Puis je vidai par la fenêtre la boîte de fer-blanc remplie de copeaux de bois dans laquelle on lui avait conseillé de cracher pour épargner la blancheur des murs et le dérisoire mobilier. Il me sembla entre-temps qu'elle avait repris un peu de tonus ou qu'elle s'efforçait de me le démontrer pour éviter la rudesse avec laquelle j'avais l'habitude de la tancer quand elle se laissait trop abattre. Je me munis d'un chiffon pour lui essuyer le front et les lèvres ainsi que le devant de sa camisole, jauni par la morve et le dégueulis.
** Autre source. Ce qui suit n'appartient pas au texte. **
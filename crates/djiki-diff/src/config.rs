//! Tuning knobs for diffing, matching and patching

use serde::{Deserialize, Serialize};

/// Diff engine configuration
#[derive(Debug, Clone, PartialEq, Serialize, Deserialize)]
#[serde(default)]
pub struct DiffConfig {
    /// Equalities shorter than this many chars between edits are folded
    /// into the edits when cleaning up for display
    pub edit_cost: usize,
    /// Context chars kept on each side of a hunk
    pub patch_margin: usize,
    /// Worst fuzzy match still accepted (0.0 exact, 1.0 anything)
    pub match_threshold: f64,
    /// How far from the expected location a match may drift before its
    /// score reaches 1.0
    pub match_distance: usize,
    /// Longest pattern the bit-parallel matcher handles in one pass
    pub match_max_bits: usize,
    /// Levenshtein ratio above which a drifted long hunk is rejected
    pub delete_threshold: f64,
}

impl Default for DiffConfig {
    fn default() -> Self {
        Self {
            edit_cost: 4,
            patch_margin: 4,
            match_threshold: 0.5,
            match_distance: 1000,
            match_max_bits: 32,
            delete_threshold: 0.5,
        }
    }
}

impl DiffConfig {
    /// Upper bound for `match_max_bits`, set by the 64-bit match masks
    pub const MAX_BITS_LIMIT: usize = 63;

    /// Clamp every field into its working range
    pub fn validated(mut self) -> Self {
        self.patch_margin = self.patch_margin.clamp(1, 16);
        self.match_max_bits = self
            .match_max_bits
            .clamp(2 * self.patch_margin + 1, Self::MAX_BITS_LIMIT);
        self.match_threshold = clamp_ratio(self.match_threshold);
        self.delete_threshold = clamp_ratio(self.delete_threshold);
        self
    }
}

fn clamp_ratio(value: f64) -> f64 {
    if value.is_nan() {
        0.5
    } else {
        value.clamp(0.0, 1.0)
    }
}
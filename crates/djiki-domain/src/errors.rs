//! Domain errors for djiki

use thiserror::Error;

/// Core domain errors
///
/// Only identifier lookups, permission checks and the store's ordering check
/// fail. Content of any shape is valid input to every operation.
#[derive(Error, Debug, Clone, PartialEq)]
pub enum DomainError {
    /// Entity or revision absent
    #[error("{entity_type} not found: {id}")]
    NotFound { entity_type: String, id: String },

    /// The auth backend refused the action
    #[error("Permission denied: cannot {action} {entity}")]
    PermissionDenied { action: String, entity: String },

    /// An append lost the race for the entity head
    #[error("Concurrent modification of {entity}: {reason}")]
    ConcurrentModification { entity: String, reason: String },

    /// Title or name that normalizes to nothing
    #[error("Invalid name {name:?}: {reason}")]
    InvalidName { name: String, reason: String },

    /// Payload of the wrong kind for the entity
    #[error("Invalid content for {entity}: {reason}")]
    InvalidContent { entity: String, reason: String },
}

impl DomainError {
    /// Create a NotFound error for an entity
    pub fn entity_not_found(entity: impl ToString) -> Self {
        Self::NotFound {
            entity_type: "Entity".to_string(),
            id: entity.to_string(),
        }
    }

    /// Create a NotFound error for a revision
    pub fn revision_not_found(id: impl ToString) -> Self {
        Self::NotFound {
            entity_type: "Revision".to_string(),
            id: id.to_string(),
        }
    }

    /// Create a PermissionDenied error
    pub fn permission_denied(action: impl Into<String>, entity: impl ToString) -> Self {
        Self::PermissionDenied {
            action: action.into(),
            entity: entity.to_string(),
        }
    }

    /// Create a ConcurrentModification error
    pub fn concurrent_modification(entity: impl ToString, reason: impl Into<String>) -> Self {
        Self::ConcurrentModification {
            entity: entity.to_string(),
            reason: reason.into(),
        }
    }

    /// Create an InvalidContent error
    pub fn invalid_content(entity: impl ToString, reason: impl Into<String>) -> Self {
        Self::InvalidContent {
            entity: entity.to_string(),
            reason: reason.into(),
        }
    }

    /// Whether retrying against a fresh head may succeed
    pub fn is_retryable(&self) -> bool {
        matches!(self, Self::ConcurrentModification { .. })
    }
}

/// Result type alias for domain operations
pub type DomainResult<T> = Result<T, DomainError>;
use criterion::{black_box, criterion_group, criterion_main, BenchmarkId, Criterion};
use djiki_diff::DiffEngine;

// ============================================================================
// Fixtures
// ============================================================================

fn document(paragraphs: usize) -> String {
    (0..paragraphs)
        .map(|i| {
            format!(
                "Paragraph {} talks about revision {} of the wiki page and its history.\n\n",
                i,
                i * 7
            )
        })
        .collect()
}

/// Every tenth paragraph reworded
fn edited(text: &str) -> String {
    text.split("\n\n")
        .enumerate()
        .map(|(i, para)| {
            if i % 10 == 0 {
                para.replace("talks about", "describes")
            } else {
                para.to_string()
            }
        })
        .collect::<Vec<_>>()
        .join("\n\n")
}

// ============================================================================
// Benchmarks
// ============================================================================

fn benchmark_compute_diff(c: &mut Criterion) {
    let engine = DiffEngine::new();
    let mut group = c.benchmark_group("compute_diff");

    for size in [10, 100, 1000] {
        let old = document(size);
        let new = edited(&old);
        group.bench_with_input(BenchmarkId::from_parameter(size), &size, |b, _| {
            b.iter(|| engine.compute_diff(black_box(&old), black_box(&new)));
        });
    }
    group.finish();
}

fn benchmark_make_patch(c: &mut Criterion) {
    let engine = DiffEngine::new();
    let mut group = c.benchmark_group("make_patch");

    for size in [10, 100, 1000] {
        let old = document(size);
        let new = edited(&old);
        group.bench_with_input(BenchmarkId::from_parameter(size), &size, |b, _| {
            b.iter(|| engine.make_patch(black_box(&new), black_box(&old)));
        });
    }
    group.finish();
}

fn benchmark_apply_patch(c: &mut Criterion) {
    let engine = DiffEngine::new();
    let mut group = c.benchmark_group("apply_patch");

    for size in [10, 100, 1000] {
        let old = document(size);
        let new = edited(&old);
        let patch = engine.make_patch(&new, &old);
        // head drifted by an unrelated append at the top
        let head = format!("New intro line.\n\n{}", new);

        group.bench_with_input(BenchmarkId::new("exact", size), &size, |b, _| {
            b.iter(|| engine.apply_patch(black_box(&patch), black_box(&new)));
        });
        group.bench_with_input(BenchmarkId::new("drifted", size), &size, |b, _| {
            b.iter(|| engine.apply_patch(black_box(&patch), black_box(&head)));
        });
    }
    group.finish();
}

criterion_group!(
    benches,
    benchmark_compute_diff,
    benchmark_make_patch,
    benchmark_apply_patch
);
criterion_main!(benches);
Je me penchai un instant par la fenêtre pour entendre la voix de Mère-Griefs exploser dans le quartier. Elle devait maintenant se trouver au milieu de la rue, exposant aux wali-wali, aux répare-vélos et aux marchandes de nyebbe le sort de suppliciée que je lui faisais subir :
— Cette fois, je prendrai un escalier s'il le faut et je monterai jusqu'au ciel pour voir le bon Dieu en personne. Par Allah le bien-nommé, je ne me laisserai plus dépecer sans réagir. Jusqu'ici, j'ai été trop patiente, même au goût d'un chasseur de démons. Eh bien, à partir d'aujourd'hui, c'est fini la patience. Je n'attends plus que Jooma-Galle. Sitôt qu'il sera là, je vais lui demander de choisir : me soutenir ou me répudier ! Je dois être la seule au monde à me faire piétiner par un chenapan. Oui, un enfant de rien du tout que vous avez gavé et habillé, porté sur le dos et épouillé et qui, un beau jour, vous enfonce des épines dans les mollets et le crâne. Lequel d'entre vous accepterait cela, gens honnêtes et musulmans ? Je préfère m'éclater la tête ou alors griller dans un four que de vivre cette vie-là…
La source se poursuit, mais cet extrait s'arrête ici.